▸ **Directions**: Nothing but the lines from the one containing "impl std::error::Error for" through the last line of the entries should appear in the output, each verbatim.

▸ **Records supplied**:
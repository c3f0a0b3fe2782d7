//! Error types for world map generation and spatial queries

use std::fmt;

use crate::geometry::Point;

/// Errors that can occur while generating a map or querying its index
#[derive(Debug, Clone, PartialEq)]
pub enum MapError {
    /// Configuration validation failed
    InvalidConfig(String),
    /// An index insert was attempted outside the root rectangle
    ///
    /// This means the index was sized too small for the generated content.
    Bounds {
        /// Position of the rejected item
        position: Point,
    },
    /// An item fit a node's rectangle but none of its children after a split
    ///
    /// Raised instead of silently dropping the item when subdivision hits a
    /// rounding or boundary defect.
    Split {
        /// Position of the item that could not be placed
        position: Point,
    },
    /// A shape could not be classified as a supported variant
    UnknownShape(String),
}

impl fmt::Display for MapError {
    fn fmt(&self, f: &mut fmt::Formatter<'_>) -> fmt::Result {
        match self {
            MapError::InvalidConfig(msg) => write!(f, "invalid configuration: {}", msg),
            MapError::Bounds { position } => write!(
                f,
                "position ({}, {}) lies outside the index bounds",
                position.x, position.y
            ),
            MapError::Split { position } => write!(
                f,
                "could not split quad: item at ({}, {}) fits no child",
                position.x, position.y
            ),
            MapError::UnknownShape(msg) => write!(f, "unknown shape: {}", msg),
        }
    }
}

impl std::error::Error for MapError {}

/// Result type alias for map operations
pub type Result<T> = std::result::Result<T, MapError>;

▸ **Answer space**:
impl std::error::Error for MapError {}

/// Result type alias for map operations
pub type Result<T> = std::result::Result<T, MapError>;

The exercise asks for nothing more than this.